A note on the minimum size of an orthogonal array

TL;DR

This paper explores the minimum size constraints of orthogonal arrays, examining when smaller arrays than the complete factorial design are possible and unique, especially in mixed-level cases.

Contribution

It provides new insights into the lower bounds of orthogonal array sizes and characterizes conditions for their uniqueness and existence in mixed-level scenarios.

Findings

L_t is a lower bound on array size for strength t.

Complete factorial design is unique at size L_k.

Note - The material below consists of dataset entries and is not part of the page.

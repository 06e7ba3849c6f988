//! quake-api library - bulletin query service
//!
//! Read-only HTTP API over the bulletin log: filtered earthquake and tsunami
//! searches, single-record lookups, a generic history listing and the
//! human-readable timeline that fuses evaluation bulletins with crowd report
//! clusters.

use axum::Router;
use std::sync::Arc;
use std::time::Duration;
use tower_http::cors::CorsLayer;
use tower_http::trace::TraceLayer;

pub mod api;
pub mod cluster;
pub mod error;
pub mod filter;
pub mod pagination;
pub mod sanitize;
pub mod service;
pub mod store;
pub mod timeline;

use service::StoreGuard;
use store::EventStore;

/// Application state shared across HTTP handlers
#[derive(Clone)]
pub struct AppState {
    /// Document store, bounded by the query timeout
    pub store: StoreGuard,
}

impl AppState {
    /// Create new application state
    pub fn new(store: Arc<dyn EventStore>, query_timeout: Duration) -> Self {
        Self {
            store: StoreGuard::new(store, query_timeout),
        }
    }
}

/// Build application router
pub fn build_router(state: AppState) -> Router {
    use axum::routing::get;

    let jma = Router::new()
        .route("/v2/jma/quake", get(api::search_quake))
        .route("/v2/jma/quake/:id", get(api::get_quake))
        .route("/v2/jma/tsunami", get(api::search_tsunami))
        .route("/v2/jma/tsunami/:id", get(api::get_tsunami));

    let history = Router::new()
        .route("/v2/history", get(api::search_history))
        .route("/v2/history/count", get(api::count_history))
        .route("/v1/human-readable", get(api::human_readable));

    Router::new()
        .merge(jma)
        .merge(history)
        .merge(api::health_routes())
        .layer(CorsLayer::permissive())
        .layer(TraceLayer::new_for_http())
        .with_state(state)
}
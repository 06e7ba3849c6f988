//! quake-api - read-only bulletin query service
//!
//! Serves earthquake and tsunami bulletins, record history and the
//! human-readable timeline from an SQLite document log, or from a JSON-lines
//! fixture when `--fixture` is given.

use std::path::PathBuf;
use std::sync::Arc;

use anyhow::{Context, Result};
use clap::Parser;
use tokio::signal;
use tracing::{error, info};

use quake_api::store::{EventStore, MemoryStore, SqliteStore};
use quake_api::{build_router, AppState};
use quake_common::config::{default_config_path, ConfigOverrides, ServiceConfig, TomlConfig};

/// Command-line arguments for quake-api
#[derive(Parser, Debug)]
#[command(name = "quake-api")]
#[command(about = "Read-only query service for earthquake and tsunami bulletins")]
#[command(version)]
struct Args {
    /// TOML config file
    #[arg(short, long, env = "QUAKE_API_CONFIG")]
    config: Option<PathBuf>,

    /// SQLite database holding the bulletin log
    #[arg(short, long)]
    database: Option<PathBuf>,

    /// Address to listen on (host:port)
    #[arg(short, long)]
    bind: Option<String>,

    /// Per-query store timeout in seconds
    #[arg(long)]
    query_timeout: Option<u64>,

    /// Default log directive when RUST_LOG is unset
    #[arg(long)]
    log_level: Option<String>,

    /// Serve documents from a JSON-lines file instead of the database
    #[arg(long)]
    fixture: Option<PathBuf>,
}

#[tokio::main]
async fn main() -> Result<()> {
    let args = Args::parse();

    let config_path = args.config.clone().or_else(default_config_path);
    let (toml_config, config_source) = TomlConfig::load_optional(config_path.clone())
        .with_context(|| match &config_path {
            Some(path) => format!("Failed to load config {}", path.display()),
            None => "Failed to load config".to_string(),
        })?;

    let config = ServiceConfig::resolve(
        ConfigOverrides {
            database_path: args.database,
            bind_address: args.bind,
            query_timeout_secs: args.query_timeout,
            log_level: args.log_level,
        },
        toml_config,
    )
    .context("Invalid configuration")?;

    tracing_subscriber::fmt()
        .with_env_filter(
            tracing_subscriber::EnvFilter::try_from_default_env()
                .unwrap_or_else(|_| config.log_level.as_str().into()),
        )
        .init();
    config_source.log();

    info!(
        "Starting quake-api v{} (bind {}, query timeout {:?})",
        env!("CARGO_PKG_VERSION"),
        config.bind_address,
        config.query_timeout
    );

    let store: Arc<dyn EventStore> = match args.fixture {
        Some(path) => {
            let content = tokio::fs::read_to_string(&path)
                .await
                .with_context(|| format!("Failed to read fixture {}", path.display()))?;
            let store = MemoryStore::from_json_lines(&content)
                .with_context(|| format!("Malformed fixture {}", path.display()))?;
            info!("Serving {} documents from fixture {}", store.len(), path.display());
            Arc::new(store)
        }
        None => {
            info!("Database path: {}", config.database_path.display());
            match SqliteStore::connect_readonly(&config.database_path).await {
                Ok(store) => {
                    info!("Connected to database (read-only)");
                    Arc::new(store)
                }
                Err(e) => {
                    error!("Failed to connect to database: {}", e);
                    return Err(e);
                }
            }
        }
    };

    let app = build_router(AppState::new(store, config.query_timeout));

    let listener = tokio::net::TcpListener::bind(&config.bind_address)
        .await
        .with_context(|| format!("Failed to bind to {}", config.bind_address))?;
    info!("quake-api listening on http://{}", config.bind_address);
    info!("Health check: http://{}/health", config.bind_address);

    axum::serve(listener, app)
        .with_graceful_shutdown(shutdown_signal())
        .await
        .context("Server error")?;

    info!("Server shutdown complete");
    Ok(())
}

/// Resolve on Ctrl+C or SIGTERM
async fn shutdown_signal() {
    let ctrl_c = async {
        if let Err(e) = signal::ctrl_c().await {
            error!("Failed to listen for Ctrl+C: {}", e);
            std::future::pending::<()>().await;
        }
    };

    #[cfg(unix)]
    let terminate = async {
        match signal::unix::signal(signal::unix::SignalKind::terminate()) {
            Ok(mut sigterm) => {
                sigterm.recv().await;
            }
            Err(e) => {
                error!("Failed to install SIGTERM handler: {}", e);
                std::future::pending::<()>().await;
            }
        }
    };

    #[cfg(not(unix))]
    let terminate = std::future::pending::<()>();

    tokio::select! {
        _ = ctrl_c => {
            info!("Received Ctrl+C, shutting down");
        },
        _ = terminate => {
            info!("Received terminate signal, shutting down");
        },
    }
}
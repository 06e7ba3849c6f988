//! Document store access
//!
//! The query service only sees the `EventStore` trait. Two implementations
//! exist: `SqliteStore` for the persisted log and `MemoryStore` for tests and
//! fixture-backed runs.

use async_trait::async_trait;
use std::time::Duration;
use thiserror::Error;

mod memory;
pub mod predicate;
mod record_id;
mod sqlite;

pub use memory::MemoryStore;
pub use predicate::{Document, Predicate};
pub use record_id::{InvalidRecordId, RecordId, RECORD_ID_LEN};
pub use sqlite::SqliteStore;

/// Key holding the store identifier
pub const ID_FIELD: &str = "_id";

/// Sort direction
#[derive(Debug, Clone, Copy, PartialEq, Eq)]
pub enum SortOrder {
    Ascending,
    Descending,
}

impl SortOrder {
    /// Map a request `order` value: 1 ascending, anything else descending
    pub fn from_order(order: i64) -> Self {
        if order == 1 {
            SortOrder::Ascending
        } else {
            SortOrder::Descending
        }
    }
}

/// Single-key sort
#[derive(Debug, Clone, PartialEq, Eq)]
pub struct Sort {
    pub field: String,
    pub order: SortOrder,
}

impl Sort {
    pub fn new(field: impl Into<String>, order: SortOrder) -> Self {
        Self {
            field: field.into(),
            order,
        }
    }
}

/// One `find` call: predicate, sort, skip and limit
#[derive(Debug, Clone, PartialEq)]
pub struct FindQuery {
    pub predicate: Predicate,
    pub sort: Sort,
    pub skip: u64,
    /// `None` returns every matching document
    pub limit: Option<u64>,
}

/// Store errors
#[derive(Debug, Error)]
pub enum StoreError {
    #[error("Database error: {0}")]
    Database(#[from] sqlx::Error),

    #[error("Document decode error: {0}")]
    Decode(#[from] serde_json::Error),

    #[error("Store query timed out after {0:?}")]
    Timeout(Duration),
}

/// Read-only document store
#[async_trait]
pub trait EventStore: Send + Sync {
    /// Matching documents, sorted, then skipped and limited
    async fn find(&self, query: &FindQuery) -> Result<Vec<Document>, StoreError>;

    /// First matching document
    async fn find_one(&self, predicate: &Predicate) -> Result<Option<Document>, StoreError>;

    /// Number of matching documents
    async fn count(&self, predicate: &Predicate) -> Result<u64, StoreError>;
}

#[cfg(test)]
mod tests {
    use super::*;

    #[test]
    fn test_sort_order_from_request_value() {
        assert_eq!(SortOrder::from_order(1), SortOrder::Ascending);
        assert_eq!(SortOrder::from_order(-1), SortOrder::Descending);
        assert_eq!(SortOrder::from_order(0), SortOrder::Descending);
    }
}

Constructs of proper fractions of strength k-1 are presented.

Abstract

It is an elementary fact that the size of an orthogonal array of strength t on k factors must be a multiple of a certain number, say L_t, that depends on the orders of the factors. Thus L_t is a lower bound on the size of arrays of strength t on those factors, and is no larger than L_k, the size of the complete factorial design. We investigate the relationship between the numbers L_t, and two questions in particular: For what t is L_t < L_k? And when L_t = L_k, is the complete factorial design the only array of that size and strength t? Arrays are assumed to be mixed-level. We refer to an array of size less than L_k as a proper fraction. Guided by our main result, we construct a variety of mixed-level proper fractions of strength k-1 that also satisfy a certain group-theoretic condition.